Peter Wehner has a must-read post up at the contentions blog. Wehner, quoting from the memoir of Henry Kissinger, recounts the story of Cambodian prime minister Sirik Matak. The United States had offered to evacuate Matak and other Cambodian political leaders following a decision by Congress to cut off funding to the former ally. But few accepted the offer, and this was the response from Matak to U.S. ambassador John Gunther Dean:
Dear Excellency and Friend: I thank you very sincerely for your letter and for your offer to transport me towards freedom. I cannot, alas, leave in such a cowardly fashion. As for you, and in particular for your great country, I never believed for a moment that you would have this sentiment of abandoning a people which has chosen liberty. You have refused us your protection, and we can do nothing about it. You leave, and my wish is that you and your country will find happiness under this sky. But, mark it well, that if I shall die here on the spot and in my country that I love, it is no matter, because we all are born and must die. I have only committed this mistake of believing in you [the Americans]. Please accept, Excellency and dear friend, my faithful and friendly sentiments. S/Sirik Matak
When the U.S. finally withdrew on April 13 of that year, the New York Times headline read “Indochina Without Americans: For Most, a Better Life.” Four days later, the Khmer Rouge took the capital of Phnom Penh. Mattak “was shot in the stomach and left without medical help.

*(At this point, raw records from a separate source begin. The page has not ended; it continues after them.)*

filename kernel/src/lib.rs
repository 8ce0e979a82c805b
pub use crate::error::*;

mod database;
mod entity;
mod error;
mod modify;
mod query;

#[cfg(feature = "prelude")]
pub mod prelude {
    pub mod entity {
        pub use crate::entity::*;
    }
}

#[cfg(feature = "interface")]
pub mod interface {
    pub mod database {
        pub use crate::database::*;
    }
    pub mod query {
        pub use crate::query::*;
    }
    pub mod update {
        pub use crate::modify::*;
    }
}
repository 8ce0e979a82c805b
use error_stack::Report;

use kernel::interface::database::{DatabaseConnection, Transaction};
use kernel::interface::query::{
    BookQuery, DependOnBookQuery, DependOnRentQuery, DependOnUserQuery, RentQuery, UserQuery,
};
use kernel::interface::update::{
    BookModifier, DependOnBookModifier, DependOnRentModifier, RentModifier,
};
use kernel::prelude::entity::{BookId, BorrowDate, IsAvailable, RentId, ReturnDate, UserId};
use kernel::KernelError;

use crate::transfer::{
    CreateRentDto, GetActiveRentDto, GetRentFromUserIdDto, RentDto, ReturnRentDto,
};

#[async_trait::async_trait]
pub trait GetRentService: 'static + Sync + Send + DependOnRentQuery {
    async fn get_all_rents(&self) -> error_stack::Result<Vec<RentDto>, KernelError> {
        let mut connection = self.database_connection().transact().await?;
        let rents = self.rent_query().find_all(&mut connection).await?;
        Ok(rents.into_iter().map(RentDto::from).collect())
    }

    /// Unknown users simply have no rents.
    async fn get_rents_from_user(
        &self,
        dto: GetRentFromUserIdDto,
    ) -> error_stack::Result<Vec<RentDto>, KernelError> {
        let mut connection = self.database_connection().transact().await?;

        let user_id = UserId::new(dto.user_id);
        let rents = self
            .rent_query()
            .find_by_user_id(&mut connection, &user_id)
            .await?;

        Ok(rents.into_iter().map(RentDto::from).collect())
    }

    async fn get_active_rent(
        &self,
        dto: GetActiveRentDto,
    ) -> error_stack::Result<Option<RentDto>, KernelError> {
        let mut connection = self.database_connection().transact().await?;

        let user_id = UserId::new(dto.user_id);
        let book_id = BookId::new(dto.book_id);
        let rent = self
            .rent_query()
            .find_active(&mut connection, &user_id, &book_id)
            .await?;

        Ok(rent.map(RentDto::from))
    }
}

impl<T> GetRentService for T where T: DependOnRentQuery {}

#[async_trait::async_trait]
pub trait RentService:
    'static
    + Sync
    + Send
    + DependOnUserQuery
    + DependOnBookQuery
    + DependOnBookModifier
    + DependOnRentQuery
    + DependOnRentModifier
{
    /// Checks run in a fixed order and the first failure wins:
    /// user exists, user is active, no outstanding rent for the pair,
    /// book exists, book is available.
    async fn rent_book(&self, dto: CreateRentDto) -> error_stack::Result<RentDto, KernelError> {
        let mut connection = self.database_connection().transact().await?;

        let user_id = UserId::new(dto.user_id);
        let book_id = BookId::new(dto.book_id);

        let user = self
            .user_query()
            .find_by_id(&mut connection, &user_id)
            .await?
            .ok_or_else(|| {
                Report::new(KernelError::UserNotFound)
                    .attach_printable(format!("user_id: {}", dto.user_id))
            })?;
        if !*user.is_active().as_ref() {
            return Err(Report::new(KernelError::UserInactive)
                .attach_printable(format!("user_id: {}", dto.user_id)));
        }

        if let Some(rent) = self
            .rent_query()
            .find_active(&mut connection, &user_id, &book_id)
            .await?
        {
            return Err(Report::new(KernelError::AlreadyBorrowed)
                .attach_printable(format!("outstanding rent_id: {}", rent.id().as_ref())));
        }

        let book = self
            .book_query()
            .find_by_id(&mut connection, &book_id)
            .await?
            .ok_or_else(|| {
                Report::new(KernelError::BookNotFound)
                    .attach_printable(format!("book_id: {}", dto.book_id))
            })?;
        if !*book.is_available().as_ref() {
            return Err(Report::new(KernelError::BookUnavailable)
                .attach_printable(format!("book_id: {}", dto.book_id)));
        }

        let rent = self
            .rent_modifier()
            .create(&mut connection, user_id, book_id, BorrowDate::today())
            .await?;
        let book = book.reconstruct(|book| book.is_available = IsAvailable::new(false));
        self.book_modifier().update(&mut connection, &book).await?;
        connection.commit().await?;

        tracing::info!(
            rent_id = *rent.id().as_ref(),
            user_id = dto.user_id,
            book_id = dto.book_id,
            "book borrowed"
        );
        Ok(RentDto::from(rent))
    }
}

impl<T> RentService for T where
    T: DependOnUserQuery
        + DependOnBookQuery
        + DependOnBookModifier
        + DependOnRentQuery
        + DependOnRentModifier
{
}

#[async_trait::async_trait]
pub trait ReturnService:
    'static
    + Sync
    + Send
    + DependOnBookQuery
    + DependOnBookModifier
    + DependOnRentQuery
    + DependOnRentModifier
{
    /// A missing rent and an already returned rent fail with the same
    /// `CannotReturn`; the cause is only attached to the report.
    async fn return_book(&self, dto: ReturnRentDto) -> error_stack::Result<RentDto, KernelError> {
        let mut connection = self.database_connection().transact().await?;

        let id = RentId::new(dto.id);
        let rent = self
            .rent_query()
            .find_by_id(&mut connection, &id)
            .await?
            .ok_or_else(|| {
                Report::new(KernelError::CannotReturn)
                    .attach_printable(format!("rent_id {} does not exist", dto.id))
            })?;
        if !rent.is_active() {
            return Err(Report::new(KernelError::CannotReturn)
                .attach_printable(format!("rent_id {} is already returned", dto.id)));
        }

        let rent = rent.reconstruct(|rent| rent.return_date = Some(ReturnDate::today()));
        self.rent_modifier().update(&mut connection, &rent).await?;

        match self
            .book_query()
            .find_by_id(&mut connection, rent.book_id())
            .await?
        {
            Some(book) => {
                let book = book.reconstruct(|book| book.is_available = IsAvailable::new(true));
                self.book_modifier().update(&mut connection, &book).await?;
            }
            None => {
                tracing::warn!(
                    rent_id = dto.id,
                    book_id = *rent.book_id().as_ref(),
                    "returned book no longer exists"
                );
            }
        }
        connection.commit().await?;

        tracing::info!(rent_id = dto.id, "book returned");
        Ok(RentDto::from(rent))
    }
}

impl<T> ReturnService for T where
    T: DependOnBookQuery + DependOnBookModifier + DependOnRentQuery + DependOnRentModifier
{
}
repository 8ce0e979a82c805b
use crate::config::AppConfig;
use crate::error::StackTrace;
use crate::handler::AppModule;
use axum::extract::Request;
use axum::ServiceExt;
use error_stack::ResultExt;
use kernel::KernelError;
use tokio::net::TcpListener;
use tracing_subscriber::layer::SubscriberExt;
use tracing_subscriber::util::SubscriberInitExt;
use tracing_subscriber::Layer;

mod config;
mod controller;
mod error;
mod handler;
mod route;

#[tokio::main]
async fn main() -> Result<(), StackTrace> {
    let config = AppConfig::from_env()?;

    let appender = tracing_appender::rolling::daily(config.log_dir(), "debug.log");
    let (non_blocking_appender, _guard) = tracing_appender::non_blocking(appender);
    tracing_subscriber::registry()
        .with(
            tracing_subscriber::fmt::layer()
                .with_filter(tracing_subscriber::EnvFilter::new(
                    std::env::var("RUST_LOG").unwrap_or_else(|_| {
                        "application=debug,driver=debug,server=debug,tower_http=debug".into()
                    }),
                ))
                .with_filter(tracing_subscriber::filter::LevelFilter::DEBUG),
        )
        .with(
            tracing_subscriber::fmt::Layer::default()
                .with_writer(non_blocking_appender)
                .with_ansi(false)
                .with_filter(tracing_subscriber::filter::LevelFilter::DEBUG),
        )
        .init();

    let router = route::router(AppModule::new());

    let bind = config.address();
    let tcp = TcpListener::bind(bind)
        .await
        .change_context_lazy(|| KernelError::Internal)
        .attach_printable_lazy(|| format!("Failed to listen tcp on {bind}"))?;
    tracing::info!("listening on {}", bind);

    axum::serve(tcp, ServiceExt::<Request>::into_make_service(router))
        .await
        .change_context_lazy(|| KernelError::Internal)?;

    Ok(())
}
use crate::controller::{Intake, TryIntake};
use crate::error::ErrorStatus;
use application::transfer::{
    CreateUserDto, DeactivateUserDto, DeleteUserDto, GetUserDto, UpdateUserDto,
};
use axum::http::StatusCode;
use email_address::EmailAddress;
use serde::Deserialize;

#[derive(Debug, Deserialize)]
pub struct CreateRequest {
    name: String,
    email: String,
}

#[derive(Debug, Deserialize)]
pub struct UpdateRequest {
    name: Option<String>,
    email: Option<String>,
}

#[derive(Debug)]
pub struct GetRequest {
    id: i64,
}

impl GetRequest {
    pub fn new(id: i64) -> Self {
        Self { id }
    }
}

#[derive(Debug)]
pub struct DeleteRequest {
    id: i64,
}

impl DeleteRequest {
    pub fn new(id: i64) -> Self {
        Self { id }
    }
}

#[derive(Debug)]
pub struct DeactivateRequest {
    id: i64,
}

impl DeactivateRequest {
    pub fn new(id: i64) -> Self {
        Self { id }
    }
}

fn valid_email(email: String) -> Result<String, ErrorStatus> {
    if EmailAddress::is_valid(&email) {
        Ok(email)
    } else {
        tracing::debug!(email = %email, "rejected email address");
        Err(ErrorStatus::rejected(
            StatusCode::UNPROCESSABLE_ENTITY,
            "value is not a valid email address",
        ))
    }
}

pub struct Transformer;

impl TryIntake<CreateRequest> for Transformer {
    type To = CreateUserDto;
    type Error = ErrorStatus;
    fn emit(&self, CreateRequest { name, email }: CreateRequest) -> Result<Self::To, Self::Error> {
        Ok(CreateUserDto {
            name,
            email: valid_email(email)?,
        })
    }
}

impl TryIntake<(i64, UpdateRequest)> for Transformer {
    type To = UpdateUserDto;
    type Error = ErrorStatus;
    fn emit(&self, (id, req): (i64, UpdateRequest)) -> Result<Self::To, Self::Error> {
        Ok(UpdateUserDto {
            id,
            name: req.name,
            email: req.email.map(valid_email).transpose()?,
        })
    }
}

impl Intake<GetRequest> for Transformer {
    type To = GetUserDto;
    fn emit(&self, input: GetRequest) -> Self::To {
        GetUserDto { id: input.id }
    }
}

impl Intake<DeleteRequest> for Transformer {
    type To = DeleteUserDto;
    fn emit(&self, input: DeleteRequest) -> Self::To {
        DeleteUserDto { id: input.id }
    }
}

impl Intake<DeactivateRequest> for Transformer {
    type To = DeactivateUserDto;
    fn emit(&self, input: DeactivateRequest) -> Self::To {
        DeactivateUserDto { id: input.id }
    }
}
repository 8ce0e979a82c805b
use crate::KernelError;

#[async_trait::async_trait]
pub trait DatabaseConnection: 'static + Sync + Send {
    type Transaction: Transaction;
    async fn transact(&self) -> error_stack::Result<Self::Transaction, KernelError>;
}

pub trait DependOnDatabaseConnection: 'static + Sync + Send {
    type DatabaseConnection: DatabaseConnection;
    fn database_connection(&self) -> &Self::DatabaseConnection;
}

impl<T> DependOnDatabaseConnection for T
where
    T: DatabaseConnection,
{
    type DatabaseConnection = T;
    fn database_connection(&self) -> &Self::DatabaseConnection {
        self
    }
}

/// Writes made through a transaction become visible to others only after `commit`.
/// Dropping it without committing behaves like `roll_back`.
#[async_trait::async_trait]
pub trait Transaction: 'static + Sync + Send {
    async fn commit(self) -> error_stack::Result<(), KernelError>;
    async fn roll_back(self) -> error_stack::Result<(), KernelError>;
}
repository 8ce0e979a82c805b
use crate::database::{DatabaseConnection, DependOnDatabaseConnection, Transaction};
use crate::entity::{User, UserId};
use crate::KernelError;

#[async_trait::async_trait]
pub trait UserQuery: 'static + Sync + Send {
    type Transaction: Transaction;
    async fn find_by_id(
        &self,
        con: &mut Self::Transaction,
        id: &UserId,
    ) -> error_stack::Result<Option<User>, KernelError>;
    async fn find_all(
        &self,
        con: &mut Self::Transaction,
    ) -> error_stack::Result<Vec<User>, KernelError>;
}

pub trait DependOnUserQuery: 'static + Sync + Send + DependOnDatabaseConnection {
    type UserQuery: UserQuery<
        Transaction = <Self::DatabaseConnection as DatabaseConnection>::Transaction,
    >;
    fn user_query(&self) -> &Self::UserQuery;
}
//! # Grooso Storefront Library
//!
//! The storefront shell: state, commands and startup wiring. The `grooso`
//! binary (main.rs) parses the command line and calls into this library.
//!
//! ## Module Organization
//! ```text
//! grooso_storefront_lib/
//! ├── lib.rs          ◄─── You are here (startup wiring)
//! ├── state/
//! │   ├── cart.rs     ◄─── CartStore (session cart + persistence)
//! │   └── config.rs   ◄─── ConfigState (currency, keys, paths)
//! ├── catalog.rs      ◄─── CatalogProvider, FixtureCatalog
//! ├── commands/       ◄─── catalog, cart, checkout, session
//! └── error.rs        ◄─── API error type for commands
//! ```
//!
//! ## Startup Sequence
//! ```text
//! ┌─────────────────────────────────────────────────────────────────────────┐
//! │                       Storefront Startup                                │
//! │                                                                         │
//! │  1. Initialize Logging ───────────────────────────────────────────────► │
//! │     • tracing-subscriber with env filter, to stderr                     │
//! │     • Default: info,grooso=debug,sqlx=warn (override with RUST_LOG)     │
//! │                                                                         │
//! │  2. Load Configuration ───────────────────────────────────────────────► │
//! │     • ConfigState::from_env (GROOSO_* overrides)                        │
//! │                                                                         │
//! │  3. Determine Database Path ──────────────────────────────────────────► │
//! │     • GROOSO_DB_PATH, else the platform data directory                  │
//! │                                                                         │
//! │  4. Open Store + Hydrate Cart ────────────────────────────────────────► │
//! │     • SqliteStore (WAL, migrations) or MemoryStore (--ephemeral)        │
//! │     • CartStore::open reads the snapshot once                           │
//! │                                                                         │
//! │  5. Run One Command ──────────────────────────────────────────────────► │
//! └─────────────────────────────────────────────────────────────────────────┘
//! ```

pub mod catalog;
pub mod commands;
pub mod error;
pub mod state;

use directories::ProjectDirs;
use grooso_store::{KvCartPersistence, MemoryStore, SqliteStore, StoreConfig};
use std::path::PathBuf;
use tracing::info;
use tracing_subscriber::EnvFilter;

use error::{ApiError, ErrorCode};
use state::{CartStore, ConfigState};

const DATABASE_FILE: &str = "grooso.db";

/// Where the cart snapshot lives for this run.
#[derive(Debug, Clone, Copy, PartialEq, Eq)]
pub enum StorageMode {
    /// SQLite file in the app data directory
    Durable,
    /// In-process only, gone when the process exits
    Ephemeral,
}

/// Initializes the tracing subscriber for structured logging.
///
/// Logs go to stderr so stdout stays clean for command output.
///
/// ## Log Levels
/// - `RUST_LOG=debug` - Show debug messages
/// - `RUST_LOG=grooso=trace` - Show trace for grooso crates only
/// - Default: info, debug for grooso crates
pub fn init_tracing() {
    let filter = EnvFilter::try_from_default_env()
        .unwrap_or_else(|_| EnvFilter::new("info,grooso=debug,sqlx=warn"));

    tracing_subscriber::fmt()
        .with_env_filter(filter)
        .with_writer(std::io::stderr)
        .init();
}

/// Opens the cart store for this session.
///
/// ## What This Does
/// 1. Opens the key-value store (SQLite or in-memory)
/// 2. Binds cart persistence to the configured key
/// 3. Hydrates the cart from the stored snapshot
pub fn open_cart_store(config: &ConfigState, mode: StorageMode) -> Result<CartStore, ApiError> {
    let key = config.cart_storage_key.clone();

    let cart = match mode {
        StorageMode::Durable => {
            let db_path = get_database_path(config)?;
            info!(?db_path, "Database path determined");

            let store = SqliteStore::open(StoreConfig::new(db_path))?;
            CartStore::open(KvCartPersistence::with_key(store, key))
        }
        StorageMode::Ephemeral => {
            info!("Using in-memory cart storage");
            CartStore::open(KvCartPersistence::with_key(MemoryStore::new(), key))
        }
    };

    info!(items = cart.item_count(), "Cart store ready");
    Ok(cart)
}

/// Determines the database file path.
///
/// ## Platform-Specific Paths
/// - **macOS**: `~/Library/Application Support/com.grooso.storefront/grooso.db`
/// - **Windows**: `%APPDATA%\grooso\storefront\data\grooso.db`
/// - **Linux**: `~/.local/share/storefront/grooso.db`
///
/// ## Development Override
/// Set `GROOSO_DB_PATH` to use a custom path.
pub fn get_database_path(config: &ConfigState) -> Result<PathBuf, ApiError> {
    if let Some(path) = &config.database_path {
        return Ok(path.clone());
    }

    let proj_dirs = ProjectDirs::from("com", "grooso", "storefront").ok_or_else(|| {
        ApiError::new(
            ErrorCode::StorageError,
            "Could not determine app data directory",
        )
    })?;

    let data_dir = proj_dirs.data_dir();

    // Create directory if it doesn't exist
    std::fs::create_dir_all(data_dir).map_err(|e| {
        ApiError::new(
            ErrorCode::StorageError,
            format!("Could not create {}: {}", data_dir.display(), e),
        )
    })?;

    Ok(data_dir.join(DATABASE_FILE))
}
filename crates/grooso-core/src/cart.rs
//! # Cart
//!
//! The line-item collection and every total derived from it.
//!
//! ## Cart Operations
//! ```text
//! ┌─────────────────────────────────────────────────────────────────────────┐
//! │                    Cart Operations                                      │
//! │                                                                         │
//! │  add_item(p, n)          id present?  yes ──► quantity += n             │
//! │                                       no  ──► push snapshot of p        │
//! │                                                                         │
//! │  update_quantity(id, n)  n <= 0       ──► remove_item(id)               │
//! │                          id present   ──► quantity = n                  │
//! │                          id absent    ──► no-op (never inserts)         │
//! │                                                                         │
//! │  remove_item(id)         retain everything but id (no-op if absent)     │
//! │                                                                         │
//! │  clear()                 items = []                                     │
//! └─────────────────────────────────────────────────────────────────────────┘
//! ```
//!
//! ## Invariants
//! - Items are unique by `product_id`
//! - Every stored quantity is >= 1
//! - Prices are frozen when a product is first added

use serde::{Deserialize, Serialize};
use ts_rs::TS;

use crate::money::Money;
use crate::pricing::{self, CartTotals};
use crate::types::Product;

// =============================================================================
// Line Item
// =============================================================================

/// One product entry in the cart.
///
/// ## Snapshot Fields
/// `name`, `unit_price` and `original_unit_price` are copied from the product
/// at first add. If the catalog price changes later, this line keeps the old
/// price until the product is removed and added again.
///
/// ## Stored Shape
/// ```json
/// { "productId": "14", "name": "Wireless", "unitPrice": 999,
///   "originalUnitPrice": 1299, "quantity": 2, "category": "Electronics" }
/// ```
/// The aliases accept snapshots written by the browser storefront, which
/// stored the whole product (`id`, `price`, `originalPrice`, ...).
#[derive(Debug, Clone, PartialEq, Serialize, Deserialize, TS)]
#[ts(export)]
#[serde(rename_all = "camelCase")]
pub struct LineItem {
    /// Catalog product this line refers to.
    #[serde(alias = "id")]
    pub product_id: String,

    /// Product name at time of adding (frozen).
    pub name: String,

    /// Price at time of adding (frozen).
    #[serde(alias = "price")]
    pub unit_price: Money,

    /// Pre-discount price at time of adding (frozen).
    #[serde(default, alias = "originalPrice", skip_serializing_if = "Option::is_none")]
    pub original_unit_price: Option<Money>,

    /// Quantity in cart, always >= 1.
    pub quantity: u32,

    #[serde(default, skip_serializing_if = "Option::is_none")]
    pub category: Option<String>,

    #[serde(default, skip_serializing_if = "Option::is_none")]
    pub vendor: Option<String>,

    #[serde(default, skip_serializing_if = "Option::is_none")]
    pub image: Option<String>,
}

impl LineItem {
    /// Creates a line from a product, freezing its current price fields.
    pub fn from_product(product: &Product, quantity: u32) -> Self {
        LineItem {
            product_id: product.id.clone(),
            name: product.name.clone(),
            unit_price: product.price,
            original_unit_price: product.original_price,
            quantity,
            category: Some(product.category.clone()),
            vendor: Some(product.vendor.clone()),
            image: product.image.clone(),
        }
    }

    /// unit price × quantity.
    #[inline]
    pub fn line_total(&self) -> Money {
        self.unit_price.multiply_quantity(self.quantity)
    }

    /// Amount saved on this line against the original price.
    pub fn line_savings(&self) -> Money {
        match self.original_unit_price {
            Some(original) if original > self.unit_price => {
                (original - self.unit_price).multiply_quantity(self.quantity)
            }
            _ => Money::zero(),
        }
    }

    #[inline]
    pub fn discount_percent(&self) -> i64 {
        Money::discount_percent(self.original_unit_price, self.unit_price)
    }
}

// =============================================================================
// Cart
// =============================================================================

/// The shopping cart: an ordered list of line items.
///
/// Serializes as a bare JSON array of line items, which is exactly the stored
/// snapshot format. Deserializing goes through [`Cart::from_items`], so a
/// decoded cart always satisfies the invariants above.
#[derive(Debug, Clone, Default, PartialEq, Serialize, Deserialize)]
#[serde(from = "Vec<LineItem>", into = "Vec<LineItem>")]
pub struct Cart {
    items: Vec<LineItem>,
}

impl Cart {
    /// Creates a new empty cart.
    pub fn new() -> Self {
        Cart { items: Vec::new() }
    }

    /// Builds a cart from previously stored lines, repairing invariant
    /// violations.
    ///
    /// - lines with quantity 0 are dropped
    /// - repeated product ids are merged into the first occurrence
    ///
    /// Order of first occurrence is preserved.
    pub fn from_items(items: Vec<LineItem>) -> Self {
        let mut cart = Cart::new();
        for item in items {
            if item.quantity == 0 {
                continue;
            }
            match cart.find_mut(&item.product_id) {
                Some(existing) => {
                    existing.quantity = existing.quantity.saturating_add(item.quantity);
                }
                None => cart.items.push(item),
            }
        }
        cart
    }

    /// Line items in insertion order.
    pub fn items(&self) -> &[LineItem] {
        &self.items
    }

    /// Consumes the cart, returning its lines.
    pub fn into_items(self) -> Vec<LineItem> {
        self.items
    }

    /// Looks up the line for a product.
    pub fn get(&self, product_id: &str) -> Option<&LineItem> {
        self.items.iter().find(|i| i.product_id == product_id)
    }

    pub fn contains(&self, product_id: &str) -> bool {
        self.get(product_id).is_some()
    }

    fn find_mut(&mut self, product_id: &str) -> Option<&mut LineItem> {
        self.items.iter_mut().find(|i| i.product_id == product_id)
    }

    /// Adds a product to the cart or increases quantity if already present.
    ///
    /// ## Behavior
    /// - Product already in cart: quantity increases by `quantity`, the
    ///   frozen price is kept
    /// - Product not in cart: a new line is appended with the product's
    ///   current price
    /// - `quantity == 0`: nothing changes
    pub fn add_item(&mut self, product: &Product, quantity: u32) {
        if quantity == 0 {
            return;
        }

        if let Some(item) = self.find_mut(&product.id) {
            item.quantity = item.quantity.saturating_add(quantity);
            return;
        }

        self.items.push(LineItem::from_product(product, quantity));
    }

    /// Removes the line for `product_id`, returning it if it was present.
    pub fn remove_item(&mut self, product_id: &str) -> Option<LineItem> {
        let index = self.items.iter().position(|i| i.product_id == product_id)?;
        Some(self.items.remove(index))
    }

    /// Sets the quantity of a line.
    ///
    /// ## Behavior
    /// - `quantity <= 0`: same as [`Cart::remove_item`]
    /// - product not in cart: no-op, nothing is inserted
    ///
    /// Returns `true` if a line was found (and updated or removed).
    pub fn update_quantity(&mut self, product_id: &str, quantity: i64) -> bool {
        if quantity <= 0 {
            return self.remove_item(product_id).is_some();
        }

        match self.find_mut(product_id) {
            Some(item) => {
                item.quantity = u32::try_from(quantity).unwrap_or(u32::MAX);
                true
            }
            None => false,
        }
    }

    /// Clears all items from the cart.
    pub fn clear(&mut self) {
        self.items.clear();
    }

    /// Checks if the cart is empty.
    pub fn is_empty(&self) -> bool {
        self.items.is_empty()
    }

    /// Number of distinct products.
    pub fn line_count(&self) -> usize {
        self.items.len()
    }

    /// Sum of quantities (not the number of distinct products).
    pub fn item_count(&self) -> u64 {
        self.items.iter().map(|i| u64::from(i.quantity)).sum()
    }

    /// Σ unit price × quantity.
    pub fn subtotal(&self) -> Money {
        self.items.iter().map(LineItem::line_total).sum()
    }

    pub fn delivery_fee(&self) -> Money {
        pricing::delivery_fee(self.subtotal())
    }

    pub fn tax(&self) -> Money {
        pricing::tax(self.subtotal())
    }

    /// subtotal + delivery fee + tax.
    pub fn total(&self) -> Money {
        pricing::total(self.subtotal())
    }

    pub fn savings(&self) -> Money {
        self.items.iter().map(LineItem::line_savings).sum()
    }

    pub fn amount_until_free_delivery(&self) -> Money {
        pricing::amount_until_free_delivery(self.subtotal())
    }

    /// All derived totals in one pass over the subtotal.
    pub fn totals(&self) -> CartTotals {
        let subtotal = self.subtotal();
        CartTotals {
            item_count: self.item_count(),
            line_count: self.line_count(),
            subtotal,
            delivery_fee: pricing::delivery_fee(subtotal),
            tax: pricing::tax(subtotal),
            total: pricing::total(subtotal),
            savings: self.savings(),
            amount_until_free_delivery: pricing::amount_until_free_delivery(subtotal),
        }
    }
}

impl From<Vec<LineItem>> for Cart {
    fn from(items: Vec<LineItem>) -> Self {
        Cart::from_items(items)
    }
}

impl From<Cart> for Vec<LineItem> {
    fn from(cart: Cart) -> Self {
        cart.into_items()
    }
}

// =============================================================================
// Unit Tests
// =============================================================================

It took him three days to die.” Conservative estimates put the number of civilian deaths from the Khmer Rouge at 1.5 million. And of course there was the slaughter of America’s allies in South Vietnam. Wehner’s conclusion:
This is a sober reminder that there are enormous human, as well as geopolitical, consequences when nations that fight for human rights and liberty grow weary and give way to barbaric and bloodthirsty enemies.